## Task to complete:
In the data below, find every line that has the string "CallToolParams", and copy it.

## Given entries:
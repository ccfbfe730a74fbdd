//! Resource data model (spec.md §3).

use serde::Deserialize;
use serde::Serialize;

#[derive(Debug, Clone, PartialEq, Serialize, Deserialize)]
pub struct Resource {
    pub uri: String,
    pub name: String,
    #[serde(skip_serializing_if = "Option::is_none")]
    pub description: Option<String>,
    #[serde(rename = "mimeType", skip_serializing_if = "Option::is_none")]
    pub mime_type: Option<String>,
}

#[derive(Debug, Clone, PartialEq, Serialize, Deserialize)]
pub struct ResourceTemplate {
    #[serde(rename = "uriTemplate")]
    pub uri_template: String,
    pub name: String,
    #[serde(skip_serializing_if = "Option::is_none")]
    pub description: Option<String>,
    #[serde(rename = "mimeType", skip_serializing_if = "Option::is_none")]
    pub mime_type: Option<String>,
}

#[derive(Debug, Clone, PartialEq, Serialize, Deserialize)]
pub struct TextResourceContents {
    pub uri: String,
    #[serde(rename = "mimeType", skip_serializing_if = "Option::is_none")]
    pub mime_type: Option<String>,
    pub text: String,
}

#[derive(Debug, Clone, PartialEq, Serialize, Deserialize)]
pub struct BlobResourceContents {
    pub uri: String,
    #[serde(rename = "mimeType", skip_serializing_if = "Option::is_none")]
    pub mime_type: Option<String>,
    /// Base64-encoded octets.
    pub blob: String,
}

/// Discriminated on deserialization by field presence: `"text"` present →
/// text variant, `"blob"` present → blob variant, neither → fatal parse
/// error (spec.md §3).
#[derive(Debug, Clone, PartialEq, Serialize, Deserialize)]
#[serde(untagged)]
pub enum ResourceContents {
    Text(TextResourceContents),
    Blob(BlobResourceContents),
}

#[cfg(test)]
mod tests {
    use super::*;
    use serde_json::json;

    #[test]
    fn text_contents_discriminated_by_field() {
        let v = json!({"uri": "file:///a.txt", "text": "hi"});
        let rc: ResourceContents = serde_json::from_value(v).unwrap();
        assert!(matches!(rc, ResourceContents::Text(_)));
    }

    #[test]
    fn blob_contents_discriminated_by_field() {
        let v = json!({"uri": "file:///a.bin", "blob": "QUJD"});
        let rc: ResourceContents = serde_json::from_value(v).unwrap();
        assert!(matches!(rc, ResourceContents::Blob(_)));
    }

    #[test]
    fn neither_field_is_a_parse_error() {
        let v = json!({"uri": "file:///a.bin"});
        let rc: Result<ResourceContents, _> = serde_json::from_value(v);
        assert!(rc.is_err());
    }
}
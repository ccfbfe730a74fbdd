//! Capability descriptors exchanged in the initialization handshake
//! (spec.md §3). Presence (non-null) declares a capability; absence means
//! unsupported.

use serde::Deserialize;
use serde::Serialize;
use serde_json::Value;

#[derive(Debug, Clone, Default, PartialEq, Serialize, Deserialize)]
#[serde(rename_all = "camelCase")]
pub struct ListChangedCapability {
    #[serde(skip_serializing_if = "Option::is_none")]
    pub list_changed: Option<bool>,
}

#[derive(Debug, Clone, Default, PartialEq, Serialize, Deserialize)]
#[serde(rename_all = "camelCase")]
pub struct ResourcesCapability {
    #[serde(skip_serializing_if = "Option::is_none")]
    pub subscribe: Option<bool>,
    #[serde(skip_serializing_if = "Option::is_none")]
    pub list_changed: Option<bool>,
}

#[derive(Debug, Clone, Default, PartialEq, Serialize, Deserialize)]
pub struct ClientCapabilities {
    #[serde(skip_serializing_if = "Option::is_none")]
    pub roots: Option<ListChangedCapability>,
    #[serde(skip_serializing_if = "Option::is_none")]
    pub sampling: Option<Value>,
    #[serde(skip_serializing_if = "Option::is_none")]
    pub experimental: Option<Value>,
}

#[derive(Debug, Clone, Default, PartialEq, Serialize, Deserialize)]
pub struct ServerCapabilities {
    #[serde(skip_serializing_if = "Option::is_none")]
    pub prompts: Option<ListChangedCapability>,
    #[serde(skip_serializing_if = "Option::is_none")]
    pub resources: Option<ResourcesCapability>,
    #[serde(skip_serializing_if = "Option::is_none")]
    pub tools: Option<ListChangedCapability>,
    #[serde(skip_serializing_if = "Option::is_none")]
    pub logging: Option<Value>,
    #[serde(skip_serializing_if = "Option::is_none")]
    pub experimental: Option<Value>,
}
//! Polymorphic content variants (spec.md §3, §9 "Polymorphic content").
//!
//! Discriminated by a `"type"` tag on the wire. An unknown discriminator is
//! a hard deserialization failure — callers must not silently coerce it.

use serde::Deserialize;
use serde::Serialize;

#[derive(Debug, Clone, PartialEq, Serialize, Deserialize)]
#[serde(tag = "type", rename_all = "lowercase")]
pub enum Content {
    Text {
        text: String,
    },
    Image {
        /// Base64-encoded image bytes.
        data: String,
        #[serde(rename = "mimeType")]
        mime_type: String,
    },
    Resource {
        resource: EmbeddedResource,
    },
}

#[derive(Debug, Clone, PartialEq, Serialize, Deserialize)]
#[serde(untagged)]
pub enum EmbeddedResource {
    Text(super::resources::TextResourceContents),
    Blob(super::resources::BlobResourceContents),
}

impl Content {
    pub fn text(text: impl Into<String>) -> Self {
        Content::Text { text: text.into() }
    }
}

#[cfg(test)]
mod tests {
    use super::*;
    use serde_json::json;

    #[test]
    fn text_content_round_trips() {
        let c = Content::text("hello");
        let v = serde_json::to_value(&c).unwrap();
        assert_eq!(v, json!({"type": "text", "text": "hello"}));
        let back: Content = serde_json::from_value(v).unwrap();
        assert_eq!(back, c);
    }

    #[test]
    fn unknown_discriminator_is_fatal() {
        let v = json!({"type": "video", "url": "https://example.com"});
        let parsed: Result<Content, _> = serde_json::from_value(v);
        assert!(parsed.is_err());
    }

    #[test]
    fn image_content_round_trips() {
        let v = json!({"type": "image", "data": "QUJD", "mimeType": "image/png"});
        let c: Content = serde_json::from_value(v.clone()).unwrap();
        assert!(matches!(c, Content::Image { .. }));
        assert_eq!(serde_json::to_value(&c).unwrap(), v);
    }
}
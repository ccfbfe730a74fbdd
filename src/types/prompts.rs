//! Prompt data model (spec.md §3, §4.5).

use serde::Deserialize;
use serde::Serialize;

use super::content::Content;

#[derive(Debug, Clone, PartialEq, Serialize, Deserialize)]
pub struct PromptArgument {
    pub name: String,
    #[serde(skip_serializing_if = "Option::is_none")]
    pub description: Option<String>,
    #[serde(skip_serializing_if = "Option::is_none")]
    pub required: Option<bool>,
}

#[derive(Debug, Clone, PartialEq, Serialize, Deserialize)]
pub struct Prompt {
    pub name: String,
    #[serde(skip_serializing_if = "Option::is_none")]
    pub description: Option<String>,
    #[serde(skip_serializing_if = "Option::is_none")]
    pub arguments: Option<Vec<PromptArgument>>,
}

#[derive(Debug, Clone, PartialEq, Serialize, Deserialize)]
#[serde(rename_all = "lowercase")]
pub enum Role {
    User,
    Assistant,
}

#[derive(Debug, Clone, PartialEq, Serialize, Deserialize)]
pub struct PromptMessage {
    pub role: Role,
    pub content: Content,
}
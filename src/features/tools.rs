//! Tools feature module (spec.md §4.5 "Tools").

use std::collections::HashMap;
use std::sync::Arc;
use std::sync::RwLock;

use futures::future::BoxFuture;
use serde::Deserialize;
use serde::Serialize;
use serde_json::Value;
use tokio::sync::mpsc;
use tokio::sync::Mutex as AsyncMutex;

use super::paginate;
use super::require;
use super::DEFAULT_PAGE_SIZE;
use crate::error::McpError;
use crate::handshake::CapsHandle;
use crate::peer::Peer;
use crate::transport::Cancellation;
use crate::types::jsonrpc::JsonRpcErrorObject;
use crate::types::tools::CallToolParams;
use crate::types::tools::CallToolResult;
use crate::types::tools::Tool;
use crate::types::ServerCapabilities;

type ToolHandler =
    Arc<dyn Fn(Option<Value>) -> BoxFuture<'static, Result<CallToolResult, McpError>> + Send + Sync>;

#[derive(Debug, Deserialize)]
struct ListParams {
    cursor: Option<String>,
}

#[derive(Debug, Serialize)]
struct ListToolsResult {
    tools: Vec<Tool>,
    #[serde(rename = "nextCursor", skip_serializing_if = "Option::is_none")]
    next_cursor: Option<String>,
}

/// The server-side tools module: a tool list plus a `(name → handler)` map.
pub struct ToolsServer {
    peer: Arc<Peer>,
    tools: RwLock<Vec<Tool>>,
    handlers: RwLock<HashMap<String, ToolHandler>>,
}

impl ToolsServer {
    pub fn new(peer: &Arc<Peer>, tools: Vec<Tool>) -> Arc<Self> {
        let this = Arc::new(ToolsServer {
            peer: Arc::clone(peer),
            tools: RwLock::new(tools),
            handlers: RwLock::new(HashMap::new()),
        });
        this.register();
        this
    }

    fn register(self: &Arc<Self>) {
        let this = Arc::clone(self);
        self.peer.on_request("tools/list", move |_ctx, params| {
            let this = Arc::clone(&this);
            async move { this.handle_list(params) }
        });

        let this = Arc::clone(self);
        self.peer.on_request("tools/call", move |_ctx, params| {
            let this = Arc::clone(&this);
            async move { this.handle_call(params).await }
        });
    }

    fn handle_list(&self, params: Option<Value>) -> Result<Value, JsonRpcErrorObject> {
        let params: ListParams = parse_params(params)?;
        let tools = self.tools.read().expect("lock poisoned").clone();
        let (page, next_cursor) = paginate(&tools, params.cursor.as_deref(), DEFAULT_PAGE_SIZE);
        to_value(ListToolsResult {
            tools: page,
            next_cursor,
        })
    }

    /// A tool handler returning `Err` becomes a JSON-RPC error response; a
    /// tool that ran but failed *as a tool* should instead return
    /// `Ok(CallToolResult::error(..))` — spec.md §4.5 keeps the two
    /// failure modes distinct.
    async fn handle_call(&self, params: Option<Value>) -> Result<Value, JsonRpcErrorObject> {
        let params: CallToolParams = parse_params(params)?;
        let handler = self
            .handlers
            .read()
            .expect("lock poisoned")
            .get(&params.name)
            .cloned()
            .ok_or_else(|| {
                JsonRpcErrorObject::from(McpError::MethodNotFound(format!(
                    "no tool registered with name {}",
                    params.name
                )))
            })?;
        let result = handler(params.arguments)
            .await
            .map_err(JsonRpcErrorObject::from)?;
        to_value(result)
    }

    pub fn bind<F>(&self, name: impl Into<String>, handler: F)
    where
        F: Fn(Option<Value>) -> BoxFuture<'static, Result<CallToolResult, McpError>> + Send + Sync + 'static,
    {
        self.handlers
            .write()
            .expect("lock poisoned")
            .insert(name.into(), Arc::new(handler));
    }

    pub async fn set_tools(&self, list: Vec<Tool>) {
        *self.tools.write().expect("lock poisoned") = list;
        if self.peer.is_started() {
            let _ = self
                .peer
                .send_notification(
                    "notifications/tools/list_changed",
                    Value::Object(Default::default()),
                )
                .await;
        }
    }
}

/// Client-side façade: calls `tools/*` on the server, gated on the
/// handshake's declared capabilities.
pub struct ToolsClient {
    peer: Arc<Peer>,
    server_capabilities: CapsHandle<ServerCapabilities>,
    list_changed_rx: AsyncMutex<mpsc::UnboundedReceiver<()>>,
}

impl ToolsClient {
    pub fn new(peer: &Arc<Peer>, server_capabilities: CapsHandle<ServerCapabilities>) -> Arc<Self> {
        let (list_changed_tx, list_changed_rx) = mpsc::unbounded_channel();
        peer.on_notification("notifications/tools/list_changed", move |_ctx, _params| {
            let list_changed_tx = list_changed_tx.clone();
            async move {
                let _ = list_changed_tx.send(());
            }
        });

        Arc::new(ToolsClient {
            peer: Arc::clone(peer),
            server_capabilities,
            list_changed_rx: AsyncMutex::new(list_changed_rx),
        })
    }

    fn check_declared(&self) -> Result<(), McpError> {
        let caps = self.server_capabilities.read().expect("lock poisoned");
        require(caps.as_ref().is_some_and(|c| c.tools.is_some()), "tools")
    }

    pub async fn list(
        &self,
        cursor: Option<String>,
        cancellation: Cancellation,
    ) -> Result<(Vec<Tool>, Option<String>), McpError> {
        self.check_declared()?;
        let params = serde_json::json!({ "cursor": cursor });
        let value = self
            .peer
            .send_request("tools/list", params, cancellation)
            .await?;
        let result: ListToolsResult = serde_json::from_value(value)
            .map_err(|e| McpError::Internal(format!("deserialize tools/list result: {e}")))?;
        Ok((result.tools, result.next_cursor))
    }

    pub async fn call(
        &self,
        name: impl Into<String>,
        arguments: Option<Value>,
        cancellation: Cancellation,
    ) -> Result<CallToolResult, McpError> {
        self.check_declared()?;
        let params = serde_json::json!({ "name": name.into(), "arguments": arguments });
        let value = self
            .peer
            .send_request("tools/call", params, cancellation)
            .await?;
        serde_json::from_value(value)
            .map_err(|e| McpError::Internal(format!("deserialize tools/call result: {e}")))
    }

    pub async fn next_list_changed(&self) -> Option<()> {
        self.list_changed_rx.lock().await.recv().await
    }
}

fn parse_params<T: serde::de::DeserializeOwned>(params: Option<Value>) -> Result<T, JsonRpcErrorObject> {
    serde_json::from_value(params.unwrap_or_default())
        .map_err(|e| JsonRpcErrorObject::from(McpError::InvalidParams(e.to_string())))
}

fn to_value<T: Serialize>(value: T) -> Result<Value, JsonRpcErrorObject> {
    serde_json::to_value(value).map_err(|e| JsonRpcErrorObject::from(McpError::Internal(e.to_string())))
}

## Task output:
use crate::types::tools::CallToolParams;
        let params: CallToolParams = parse_params(params)?;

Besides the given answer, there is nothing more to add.